Using the entries below, write out the line with "filename skycast-core/src/error.rs", the line with "fn fmt(&self, f: &mut", and every line in between, exactly as each is written.

[Opening Material for this task section]

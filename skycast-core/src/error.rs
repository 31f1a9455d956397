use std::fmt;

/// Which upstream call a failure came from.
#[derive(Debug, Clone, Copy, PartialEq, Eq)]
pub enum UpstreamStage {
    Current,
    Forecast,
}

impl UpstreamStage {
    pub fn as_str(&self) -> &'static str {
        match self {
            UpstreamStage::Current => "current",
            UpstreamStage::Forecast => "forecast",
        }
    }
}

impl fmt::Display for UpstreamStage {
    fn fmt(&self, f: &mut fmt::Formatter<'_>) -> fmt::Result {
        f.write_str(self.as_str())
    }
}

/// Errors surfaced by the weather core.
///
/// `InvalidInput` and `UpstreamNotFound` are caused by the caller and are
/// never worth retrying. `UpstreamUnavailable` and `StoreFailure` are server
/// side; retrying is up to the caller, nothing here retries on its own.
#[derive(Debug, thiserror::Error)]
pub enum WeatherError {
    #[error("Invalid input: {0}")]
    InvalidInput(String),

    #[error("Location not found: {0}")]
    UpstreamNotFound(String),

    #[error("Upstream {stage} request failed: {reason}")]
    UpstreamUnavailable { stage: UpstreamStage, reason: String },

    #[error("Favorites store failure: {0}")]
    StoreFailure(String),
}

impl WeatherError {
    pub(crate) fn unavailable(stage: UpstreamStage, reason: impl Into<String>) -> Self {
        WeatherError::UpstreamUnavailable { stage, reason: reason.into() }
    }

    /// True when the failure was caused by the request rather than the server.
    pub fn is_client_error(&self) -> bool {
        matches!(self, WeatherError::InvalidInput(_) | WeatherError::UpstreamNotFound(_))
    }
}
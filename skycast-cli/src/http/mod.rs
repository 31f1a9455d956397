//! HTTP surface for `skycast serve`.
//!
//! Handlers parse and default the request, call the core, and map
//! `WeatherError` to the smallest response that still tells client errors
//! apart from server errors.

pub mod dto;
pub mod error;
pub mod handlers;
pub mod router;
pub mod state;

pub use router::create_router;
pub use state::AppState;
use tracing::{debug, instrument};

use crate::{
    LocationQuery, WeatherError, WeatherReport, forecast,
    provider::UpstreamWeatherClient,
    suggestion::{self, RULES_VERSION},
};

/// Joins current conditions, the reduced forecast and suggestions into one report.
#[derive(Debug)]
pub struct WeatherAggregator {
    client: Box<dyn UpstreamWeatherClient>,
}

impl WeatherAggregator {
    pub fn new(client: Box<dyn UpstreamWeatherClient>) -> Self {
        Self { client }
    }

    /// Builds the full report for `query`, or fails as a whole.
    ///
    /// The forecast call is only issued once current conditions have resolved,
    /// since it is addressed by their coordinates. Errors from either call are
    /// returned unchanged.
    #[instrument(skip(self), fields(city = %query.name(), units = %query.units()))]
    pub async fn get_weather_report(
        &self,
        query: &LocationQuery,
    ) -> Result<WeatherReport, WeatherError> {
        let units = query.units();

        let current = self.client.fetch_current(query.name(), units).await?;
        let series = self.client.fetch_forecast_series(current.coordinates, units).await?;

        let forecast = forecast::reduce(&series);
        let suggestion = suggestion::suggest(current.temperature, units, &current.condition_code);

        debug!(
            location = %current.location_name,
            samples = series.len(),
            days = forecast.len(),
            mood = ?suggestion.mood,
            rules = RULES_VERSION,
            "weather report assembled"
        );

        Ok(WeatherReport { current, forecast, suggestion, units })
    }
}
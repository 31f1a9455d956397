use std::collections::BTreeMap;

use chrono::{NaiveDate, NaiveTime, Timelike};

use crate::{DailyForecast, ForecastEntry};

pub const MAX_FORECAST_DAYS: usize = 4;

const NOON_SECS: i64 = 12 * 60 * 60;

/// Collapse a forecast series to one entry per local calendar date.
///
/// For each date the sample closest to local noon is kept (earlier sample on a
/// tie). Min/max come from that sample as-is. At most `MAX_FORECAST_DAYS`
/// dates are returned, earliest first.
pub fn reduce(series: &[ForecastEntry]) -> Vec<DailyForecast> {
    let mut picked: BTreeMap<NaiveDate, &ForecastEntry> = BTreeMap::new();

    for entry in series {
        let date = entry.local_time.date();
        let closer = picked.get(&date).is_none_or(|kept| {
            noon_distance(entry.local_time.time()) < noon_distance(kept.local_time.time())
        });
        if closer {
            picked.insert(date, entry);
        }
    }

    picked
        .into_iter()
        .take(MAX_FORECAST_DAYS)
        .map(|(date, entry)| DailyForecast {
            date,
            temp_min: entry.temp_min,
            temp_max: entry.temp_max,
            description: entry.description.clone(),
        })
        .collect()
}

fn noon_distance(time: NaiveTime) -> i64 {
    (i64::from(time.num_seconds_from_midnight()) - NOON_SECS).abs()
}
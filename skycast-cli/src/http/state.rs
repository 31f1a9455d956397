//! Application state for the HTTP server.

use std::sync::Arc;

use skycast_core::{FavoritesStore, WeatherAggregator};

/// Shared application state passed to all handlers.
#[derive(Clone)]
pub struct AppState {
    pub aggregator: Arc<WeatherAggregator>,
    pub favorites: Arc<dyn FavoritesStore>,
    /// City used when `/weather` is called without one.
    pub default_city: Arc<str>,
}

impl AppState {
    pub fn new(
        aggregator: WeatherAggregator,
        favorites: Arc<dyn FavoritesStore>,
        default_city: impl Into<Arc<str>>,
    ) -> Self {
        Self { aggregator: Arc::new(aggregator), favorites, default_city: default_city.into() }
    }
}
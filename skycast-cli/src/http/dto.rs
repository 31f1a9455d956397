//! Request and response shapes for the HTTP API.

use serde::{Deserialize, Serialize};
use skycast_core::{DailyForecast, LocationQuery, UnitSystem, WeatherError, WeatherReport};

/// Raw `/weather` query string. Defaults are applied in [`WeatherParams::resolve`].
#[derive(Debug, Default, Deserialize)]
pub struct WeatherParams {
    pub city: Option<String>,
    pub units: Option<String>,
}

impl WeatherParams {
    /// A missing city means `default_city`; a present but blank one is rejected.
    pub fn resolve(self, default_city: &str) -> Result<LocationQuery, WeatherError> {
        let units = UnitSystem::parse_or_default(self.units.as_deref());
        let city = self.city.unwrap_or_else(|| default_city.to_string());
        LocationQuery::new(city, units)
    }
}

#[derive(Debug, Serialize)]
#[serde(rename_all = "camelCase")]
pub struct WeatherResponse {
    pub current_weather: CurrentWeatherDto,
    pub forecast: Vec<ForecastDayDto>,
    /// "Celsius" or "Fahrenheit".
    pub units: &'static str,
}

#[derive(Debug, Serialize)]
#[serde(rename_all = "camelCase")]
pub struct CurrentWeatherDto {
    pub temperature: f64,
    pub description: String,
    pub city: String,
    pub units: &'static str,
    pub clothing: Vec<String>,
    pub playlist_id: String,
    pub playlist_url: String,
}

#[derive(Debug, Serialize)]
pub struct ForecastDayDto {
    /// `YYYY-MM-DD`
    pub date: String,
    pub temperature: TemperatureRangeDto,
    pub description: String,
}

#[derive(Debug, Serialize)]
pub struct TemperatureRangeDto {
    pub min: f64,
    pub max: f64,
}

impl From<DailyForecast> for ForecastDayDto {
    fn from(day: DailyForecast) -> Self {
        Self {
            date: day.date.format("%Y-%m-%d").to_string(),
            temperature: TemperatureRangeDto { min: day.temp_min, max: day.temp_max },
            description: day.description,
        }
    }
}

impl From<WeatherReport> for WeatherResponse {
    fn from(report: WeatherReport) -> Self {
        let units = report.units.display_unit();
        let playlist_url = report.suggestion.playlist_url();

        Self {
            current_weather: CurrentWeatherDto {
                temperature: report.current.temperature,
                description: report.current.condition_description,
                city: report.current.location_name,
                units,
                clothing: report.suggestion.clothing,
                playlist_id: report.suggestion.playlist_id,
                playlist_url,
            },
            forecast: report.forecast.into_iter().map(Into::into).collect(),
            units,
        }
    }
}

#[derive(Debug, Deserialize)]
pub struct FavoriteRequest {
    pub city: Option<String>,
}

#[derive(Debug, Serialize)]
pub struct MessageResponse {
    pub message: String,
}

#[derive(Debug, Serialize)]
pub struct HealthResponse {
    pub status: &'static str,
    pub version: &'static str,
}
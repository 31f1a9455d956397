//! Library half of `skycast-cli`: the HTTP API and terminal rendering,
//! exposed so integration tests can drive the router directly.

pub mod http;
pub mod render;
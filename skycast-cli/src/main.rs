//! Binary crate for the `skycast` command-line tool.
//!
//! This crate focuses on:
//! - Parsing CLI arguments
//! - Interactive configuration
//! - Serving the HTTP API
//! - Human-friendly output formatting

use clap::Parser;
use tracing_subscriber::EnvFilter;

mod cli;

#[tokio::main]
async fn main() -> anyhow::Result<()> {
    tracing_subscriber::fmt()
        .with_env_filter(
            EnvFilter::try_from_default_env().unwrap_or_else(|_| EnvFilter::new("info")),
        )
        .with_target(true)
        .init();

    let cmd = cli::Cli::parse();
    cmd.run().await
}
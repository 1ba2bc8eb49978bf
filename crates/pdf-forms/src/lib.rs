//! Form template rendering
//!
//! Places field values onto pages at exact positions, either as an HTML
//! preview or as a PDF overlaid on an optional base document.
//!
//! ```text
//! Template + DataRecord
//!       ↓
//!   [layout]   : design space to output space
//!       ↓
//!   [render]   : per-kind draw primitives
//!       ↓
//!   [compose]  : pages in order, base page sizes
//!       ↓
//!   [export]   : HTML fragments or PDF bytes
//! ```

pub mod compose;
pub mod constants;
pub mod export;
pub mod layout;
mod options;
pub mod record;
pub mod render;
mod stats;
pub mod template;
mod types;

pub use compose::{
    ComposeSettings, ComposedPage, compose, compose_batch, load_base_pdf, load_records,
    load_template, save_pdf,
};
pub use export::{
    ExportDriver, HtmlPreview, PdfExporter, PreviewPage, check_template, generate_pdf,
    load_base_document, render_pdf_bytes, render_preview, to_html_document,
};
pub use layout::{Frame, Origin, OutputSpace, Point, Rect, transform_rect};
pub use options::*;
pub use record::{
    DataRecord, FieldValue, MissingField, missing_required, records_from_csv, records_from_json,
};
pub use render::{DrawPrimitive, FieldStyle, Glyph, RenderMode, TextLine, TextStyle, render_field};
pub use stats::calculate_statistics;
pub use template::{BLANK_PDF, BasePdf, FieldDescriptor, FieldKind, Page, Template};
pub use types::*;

[Closing Material for this task section]
[Opening Material for this task section]

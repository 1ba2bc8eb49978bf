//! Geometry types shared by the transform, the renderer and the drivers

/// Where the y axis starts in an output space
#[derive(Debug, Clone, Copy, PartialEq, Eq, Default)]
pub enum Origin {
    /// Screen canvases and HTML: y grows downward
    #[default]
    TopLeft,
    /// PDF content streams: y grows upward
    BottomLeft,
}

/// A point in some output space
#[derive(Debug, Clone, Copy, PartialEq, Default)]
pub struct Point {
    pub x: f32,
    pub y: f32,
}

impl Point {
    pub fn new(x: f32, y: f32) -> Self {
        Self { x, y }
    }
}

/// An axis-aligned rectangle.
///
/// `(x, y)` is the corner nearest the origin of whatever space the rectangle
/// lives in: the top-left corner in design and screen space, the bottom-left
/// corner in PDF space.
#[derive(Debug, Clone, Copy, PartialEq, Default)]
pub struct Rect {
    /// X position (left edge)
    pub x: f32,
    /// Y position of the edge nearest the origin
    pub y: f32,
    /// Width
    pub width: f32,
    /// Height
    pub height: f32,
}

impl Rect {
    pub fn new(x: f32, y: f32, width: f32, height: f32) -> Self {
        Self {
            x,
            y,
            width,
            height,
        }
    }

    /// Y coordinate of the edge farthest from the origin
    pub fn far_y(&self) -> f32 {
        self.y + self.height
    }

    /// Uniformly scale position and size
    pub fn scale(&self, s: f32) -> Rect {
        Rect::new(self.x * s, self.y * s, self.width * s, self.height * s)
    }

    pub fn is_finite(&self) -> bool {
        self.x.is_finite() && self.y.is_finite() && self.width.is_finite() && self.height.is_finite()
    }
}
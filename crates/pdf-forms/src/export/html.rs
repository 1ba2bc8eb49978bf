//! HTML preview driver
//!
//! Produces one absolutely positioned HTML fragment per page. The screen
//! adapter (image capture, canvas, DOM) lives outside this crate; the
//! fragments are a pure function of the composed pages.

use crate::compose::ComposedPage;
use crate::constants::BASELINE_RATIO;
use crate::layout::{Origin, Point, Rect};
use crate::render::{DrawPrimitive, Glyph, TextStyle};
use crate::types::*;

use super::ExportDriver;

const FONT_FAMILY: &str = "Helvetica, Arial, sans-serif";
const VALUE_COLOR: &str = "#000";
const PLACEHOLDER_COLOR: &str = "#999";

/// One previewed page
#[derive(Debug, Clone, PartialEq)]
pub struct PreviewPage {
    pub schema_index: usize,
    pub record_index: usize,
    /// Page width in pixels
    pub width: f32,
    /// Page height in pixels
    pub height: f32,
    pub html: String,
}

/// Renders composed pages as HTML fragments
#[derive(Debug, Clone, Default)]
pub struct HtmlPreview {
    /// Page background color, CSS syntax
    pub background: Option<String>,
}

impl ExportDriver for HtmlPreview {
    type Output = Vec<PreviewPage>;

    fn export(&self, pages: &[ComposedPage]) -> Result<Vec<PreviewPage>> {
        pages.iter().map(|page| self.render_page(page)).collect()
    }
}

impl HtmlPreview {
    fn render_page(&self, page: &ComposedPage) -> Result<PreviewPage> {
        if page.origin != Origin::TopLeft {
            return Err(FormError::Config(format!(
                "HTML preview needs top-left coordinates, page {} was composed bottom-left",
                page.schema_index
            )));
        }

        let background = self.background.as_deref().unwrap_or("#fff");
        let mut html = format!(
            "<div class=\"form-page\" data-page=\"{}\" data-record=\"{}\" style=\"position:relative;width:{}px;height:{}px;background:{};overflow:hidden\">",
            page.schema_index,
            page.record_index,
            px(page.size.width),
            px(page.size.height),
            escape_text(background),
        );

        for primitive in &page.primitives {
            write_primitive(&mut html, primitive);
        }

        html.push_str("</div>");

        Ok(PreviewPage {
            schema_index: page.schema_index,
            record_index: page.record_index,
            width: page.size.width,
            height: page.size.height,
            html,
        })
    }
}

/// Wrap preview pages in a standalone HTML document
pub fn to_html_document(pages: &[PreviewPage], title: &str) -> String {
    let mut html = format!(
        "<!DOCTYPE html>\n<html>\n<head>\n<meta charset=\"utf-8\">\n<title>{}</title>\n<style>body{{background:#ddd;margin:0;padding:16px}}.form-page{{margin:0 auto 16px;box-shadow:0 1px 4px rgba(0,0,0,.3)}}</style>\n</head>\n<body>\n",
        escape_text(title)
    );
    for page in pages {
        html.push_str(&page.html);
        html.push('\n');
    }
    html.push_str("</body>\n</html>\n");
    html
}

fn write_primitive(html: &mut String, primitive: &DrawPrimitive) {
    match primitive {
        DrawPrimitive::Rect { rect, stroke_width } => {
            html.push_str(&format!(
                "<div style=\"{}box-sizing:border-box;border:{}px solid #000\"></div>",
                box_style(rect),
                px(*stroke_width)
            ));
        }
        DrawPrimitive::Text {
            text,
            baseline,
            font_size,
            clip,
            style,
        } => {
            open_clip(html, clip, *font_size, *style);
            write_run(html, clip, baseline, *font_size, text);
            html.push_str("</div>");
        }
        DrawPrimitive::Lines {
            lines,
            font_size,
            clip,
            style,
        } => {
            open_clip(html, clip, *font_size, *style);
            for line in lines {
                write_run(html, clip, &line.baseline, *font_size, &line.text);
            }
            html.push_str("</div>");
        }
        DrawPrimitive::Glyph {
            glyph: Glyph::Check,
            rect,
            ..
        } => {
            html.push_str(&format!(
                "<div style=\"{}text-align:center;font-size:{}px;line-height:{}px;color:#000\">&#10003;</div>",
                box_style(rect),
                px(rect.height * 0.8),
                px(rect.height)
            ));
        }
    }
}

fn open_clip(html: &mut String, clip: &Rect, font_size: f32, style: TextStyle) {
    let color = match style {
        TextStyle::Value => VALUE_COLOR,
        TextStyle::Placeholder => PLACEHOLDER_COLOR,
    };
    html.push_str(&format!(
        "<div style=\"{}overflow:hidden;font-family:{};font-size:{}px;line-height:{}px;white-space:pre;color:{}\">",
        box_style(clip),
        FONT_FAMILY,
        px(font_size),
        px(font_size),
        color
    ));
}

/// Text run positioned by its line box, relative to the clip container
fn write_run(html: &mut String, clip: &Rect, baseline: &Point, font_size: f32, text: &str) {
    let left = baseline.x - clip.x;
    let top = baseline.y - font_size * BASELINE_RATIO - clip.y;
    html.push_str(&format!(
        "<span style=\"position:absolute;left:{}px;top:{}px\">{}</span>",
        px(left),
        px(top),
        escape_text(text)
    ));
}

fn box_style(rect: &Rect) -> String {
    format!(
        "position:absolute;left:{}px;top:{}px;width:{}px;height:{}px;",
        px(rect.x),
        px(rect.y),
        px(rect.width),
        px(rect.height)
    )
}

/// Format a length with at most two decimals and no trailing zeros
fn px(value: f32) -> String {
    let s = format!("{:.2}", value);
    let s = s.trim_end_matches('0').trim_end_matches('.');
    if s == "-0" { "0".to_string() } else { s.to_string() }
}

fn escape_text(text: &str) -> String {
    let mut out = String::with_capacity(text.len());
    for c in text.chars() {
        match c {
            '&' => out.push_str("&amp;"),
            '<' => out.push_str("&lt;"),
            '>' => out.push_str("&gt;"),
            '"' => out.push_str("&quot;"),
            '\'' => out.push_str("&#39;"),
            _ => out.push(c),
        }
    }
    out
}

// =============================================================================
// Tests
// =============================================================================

[Closing Material for this task section]
[Opening Material for this task section]

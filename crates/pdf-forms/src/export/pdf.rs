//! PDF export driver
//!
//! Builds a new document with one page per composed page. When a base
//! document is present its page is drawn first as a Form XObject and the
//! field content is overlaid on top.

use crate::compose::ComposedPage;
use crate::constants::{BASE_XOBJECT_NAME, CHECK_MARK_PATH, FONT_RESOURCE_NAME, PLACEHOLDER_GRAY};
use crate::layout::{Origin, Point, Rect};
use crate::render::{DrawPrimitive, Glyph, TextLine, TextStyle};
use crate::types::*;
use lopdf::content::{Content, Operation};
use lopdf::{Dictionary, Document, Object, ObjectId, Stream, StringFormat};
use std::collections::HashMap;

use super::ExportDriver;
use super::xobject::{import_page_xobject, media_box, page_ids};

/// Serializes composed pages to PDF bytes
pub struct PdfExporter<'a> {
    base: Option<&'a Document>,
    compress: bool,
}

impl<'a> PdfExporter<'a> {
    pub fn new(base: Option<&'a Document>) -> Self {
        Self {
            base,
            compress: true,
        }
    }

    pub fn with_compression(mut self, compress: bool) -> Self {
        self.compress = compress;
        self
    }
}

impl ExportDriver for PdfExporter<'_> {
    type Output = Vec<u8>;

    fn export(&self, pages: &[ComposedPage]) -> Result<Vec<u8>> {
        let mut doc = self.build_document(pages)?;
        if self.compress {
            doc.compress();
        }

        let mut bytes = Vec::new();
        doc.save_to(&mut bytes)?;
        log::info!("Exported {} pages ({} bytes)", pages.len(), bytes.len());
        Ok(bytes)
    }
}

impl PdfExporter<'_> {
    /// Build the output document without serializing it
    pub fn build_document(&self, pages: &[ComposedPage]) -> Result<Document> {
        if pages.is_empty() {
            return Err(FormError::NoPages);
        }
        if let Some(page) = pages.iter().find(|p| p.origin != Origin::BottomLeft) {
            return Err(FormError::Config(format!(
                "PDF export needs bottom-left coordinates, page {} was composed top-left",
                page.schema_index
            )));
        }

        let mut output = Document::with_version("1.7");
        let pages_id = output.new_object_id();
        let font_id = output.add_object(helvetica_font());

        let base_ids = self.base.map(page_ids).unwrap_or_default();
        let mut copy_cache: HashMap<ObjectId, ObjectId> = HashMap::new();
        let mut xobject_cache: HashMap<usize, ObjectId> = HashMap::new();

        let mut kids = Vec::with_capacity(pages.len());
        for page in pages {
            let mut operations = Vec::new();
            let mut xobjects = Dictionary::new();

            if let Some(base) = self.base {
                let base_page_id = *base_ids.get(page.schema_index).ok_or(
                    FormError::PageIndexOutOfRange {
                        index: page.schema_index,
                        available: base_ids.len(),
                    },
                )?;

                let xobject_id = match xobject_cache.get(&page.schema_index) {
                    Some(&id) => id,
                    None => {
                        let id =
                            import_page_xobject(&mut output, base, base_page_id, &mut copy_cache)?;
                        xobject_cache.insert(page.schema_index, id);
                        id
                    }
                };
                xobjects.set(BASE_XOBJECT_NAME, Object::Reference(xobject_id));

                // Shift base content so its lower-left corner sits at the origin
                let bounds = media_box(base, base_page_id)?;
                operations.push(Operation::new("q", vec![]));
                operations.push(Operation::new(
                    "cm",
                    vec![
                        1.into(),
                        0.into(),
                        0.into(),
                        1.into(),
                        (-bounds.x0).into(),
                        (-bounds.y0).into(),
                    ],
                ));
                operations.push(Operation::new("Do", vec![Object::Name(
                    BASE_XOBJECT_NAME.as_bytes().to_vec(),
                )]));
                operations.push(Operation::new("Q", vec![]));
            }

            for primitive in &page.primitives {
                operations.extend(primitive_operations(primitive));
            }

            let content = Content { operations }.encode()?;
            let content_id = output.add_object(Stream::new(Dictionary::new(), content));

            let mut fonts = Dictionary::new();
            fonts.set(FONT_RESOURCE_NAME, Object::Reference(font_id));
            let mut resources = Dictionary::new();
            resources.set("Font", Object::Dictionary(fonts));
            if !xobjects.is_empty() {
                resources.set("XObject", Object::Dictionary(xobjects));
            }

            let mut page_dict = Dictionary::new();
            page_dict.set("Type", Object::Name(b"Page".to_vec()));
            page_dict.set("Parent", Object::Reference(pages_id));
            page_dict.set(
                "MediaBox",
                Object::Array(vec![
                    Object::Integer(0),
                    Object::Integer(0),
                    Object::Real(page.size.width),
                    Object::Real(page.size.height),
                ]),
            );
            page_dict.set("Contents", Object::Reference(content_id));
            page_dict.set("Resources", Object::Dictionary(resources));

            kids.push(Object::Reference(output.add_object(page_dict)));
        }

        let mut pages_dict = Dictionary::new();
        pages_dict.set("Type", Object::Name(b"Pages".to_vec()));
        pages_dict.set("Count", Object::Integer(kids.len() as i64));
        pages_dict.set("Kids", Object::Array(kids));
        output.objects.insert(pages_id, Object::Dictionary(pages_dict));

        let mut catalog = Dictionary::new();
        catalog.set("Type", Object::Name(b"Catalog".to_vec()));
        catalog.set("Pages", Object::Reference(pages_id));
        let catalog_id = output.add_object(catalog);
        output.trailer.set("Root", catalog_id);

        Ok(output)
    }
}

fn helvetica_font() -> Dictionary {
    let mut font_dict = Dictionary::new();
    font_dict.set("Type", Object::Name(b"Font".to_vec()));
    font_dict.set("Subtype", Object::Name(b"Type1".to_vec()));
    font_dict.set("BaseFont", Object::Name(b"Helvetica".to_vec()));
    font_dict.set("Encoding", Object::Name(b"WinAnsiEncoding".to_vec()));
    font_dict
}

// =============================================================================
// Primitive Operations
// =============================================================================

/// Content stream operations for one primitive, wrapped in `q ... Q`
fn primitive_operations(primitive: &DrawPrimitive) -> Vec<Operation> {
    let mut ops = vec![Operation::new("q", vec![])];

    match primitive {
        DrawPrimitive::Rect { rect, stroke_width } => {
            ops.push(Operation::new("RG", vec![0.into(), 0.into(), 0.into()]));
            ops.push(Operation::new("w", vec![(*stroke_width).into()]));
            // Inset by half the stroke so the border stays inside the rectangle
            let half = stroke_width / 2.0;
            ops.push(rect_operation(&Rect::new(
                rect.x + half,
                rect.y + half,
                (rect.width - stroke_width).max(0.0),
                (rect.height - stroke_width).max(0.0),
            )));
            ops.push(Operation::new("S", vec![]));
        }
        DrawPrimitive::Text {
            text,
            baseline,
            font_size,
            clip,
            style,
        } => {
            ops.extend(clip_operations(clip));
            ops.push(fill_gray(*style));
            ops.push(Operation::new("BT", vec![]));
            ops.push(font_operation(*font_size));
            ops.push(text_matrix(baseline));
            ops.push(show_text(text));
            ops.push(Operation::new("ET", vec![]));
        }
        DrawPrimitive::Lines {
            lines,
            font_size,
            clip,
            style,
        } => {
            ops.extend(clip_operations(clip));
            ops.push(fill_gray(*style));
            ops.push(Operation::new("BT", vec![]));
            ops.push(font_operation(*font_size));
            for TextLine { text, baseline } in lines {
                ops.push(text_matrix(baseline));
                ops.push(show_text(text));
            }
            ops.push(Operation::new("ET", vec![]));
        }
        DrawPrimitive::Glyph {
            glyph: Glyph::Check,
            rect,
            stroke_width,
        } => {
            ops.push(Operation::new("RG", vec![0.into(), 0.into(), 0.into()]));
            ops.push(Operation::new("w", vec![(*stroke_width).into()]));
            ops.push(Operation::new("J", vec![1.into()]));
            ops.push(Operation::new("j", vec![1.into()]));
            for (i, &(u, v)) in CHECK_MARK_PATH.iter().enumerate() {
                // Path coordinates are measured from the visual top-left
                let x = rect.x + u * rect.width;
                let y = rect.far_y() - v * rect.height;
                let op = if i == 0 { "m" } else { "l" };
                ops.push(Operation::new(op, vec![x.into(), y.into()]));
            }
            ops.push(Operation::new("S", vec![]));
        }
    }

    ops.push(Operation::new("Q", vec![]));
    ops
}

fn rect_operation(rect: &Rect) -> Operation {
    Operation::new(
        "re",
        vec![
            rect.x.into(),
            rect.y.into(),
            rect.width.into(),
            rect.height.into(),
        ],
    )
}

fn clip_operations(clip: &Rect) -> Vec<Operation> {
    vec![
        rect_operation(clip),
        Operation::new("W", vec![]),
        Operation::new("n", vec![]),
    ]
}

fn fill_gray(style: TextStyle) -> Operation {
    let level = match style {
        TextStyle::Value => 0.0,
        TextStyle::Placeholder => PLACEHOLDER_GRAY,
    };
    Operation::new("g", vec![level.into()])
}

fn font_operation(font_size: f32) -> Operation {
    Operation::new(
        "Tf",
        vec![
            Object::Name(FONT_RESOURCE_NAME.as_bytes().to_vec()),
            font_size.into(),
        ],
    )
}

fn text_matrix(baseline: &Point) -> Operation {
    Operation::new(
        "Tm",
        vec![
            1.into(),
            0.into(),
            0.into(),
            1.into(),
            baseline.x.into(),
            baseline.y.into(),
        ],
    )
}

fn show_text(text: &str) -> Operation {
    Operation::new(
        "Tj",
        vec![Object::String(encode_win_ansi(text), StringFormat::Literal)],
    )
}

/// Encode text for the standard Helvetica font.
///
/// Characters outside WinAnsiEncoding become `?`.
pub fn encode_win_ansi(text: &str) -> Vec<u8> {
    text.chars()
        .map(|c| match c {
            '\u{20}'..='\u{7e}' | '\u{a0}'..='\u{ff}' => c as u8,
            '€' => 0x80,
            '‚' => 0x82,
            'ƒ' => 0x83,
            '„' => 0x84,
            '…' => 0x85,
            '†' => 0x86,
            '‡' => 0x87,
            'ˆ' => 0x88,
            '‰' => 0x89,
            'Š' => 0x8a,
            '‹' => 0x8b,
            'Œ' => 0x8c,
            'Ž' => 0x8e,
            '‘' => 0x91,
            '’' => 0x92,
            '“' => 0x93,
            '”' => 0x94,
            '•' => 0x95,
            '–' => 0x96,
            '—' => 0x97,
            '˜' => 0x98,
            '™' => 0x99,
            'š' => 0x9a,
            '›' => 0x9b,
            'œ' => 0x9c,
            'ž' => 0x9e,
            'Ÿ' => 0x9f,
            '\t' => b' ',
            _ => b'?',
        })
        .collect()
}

[Closing Material for this task section]

__Response__.
filename skycast-core/src/error.rs
repository 31f1a9455d956397
use std::fmt;

/// Which upstream call a failure came from.
#[derive(Debug, Clone, Copy, PartialEq, Eq)]
pub enum UpstreamStage {
    Current,
    Forecast,
}

impl UpstreamStage {
    pub fn as_str(&self) -> &'static str {
        match self {
            UpstreamStage::Current => "current",
            UpstreamStage::Forecast => "forecast",
        }
    }
}

impl fmt::Display for UpstreamStage {
    fn fmt(&self, f: &mut fmt::Formatter<'_>) -> fmt::Result {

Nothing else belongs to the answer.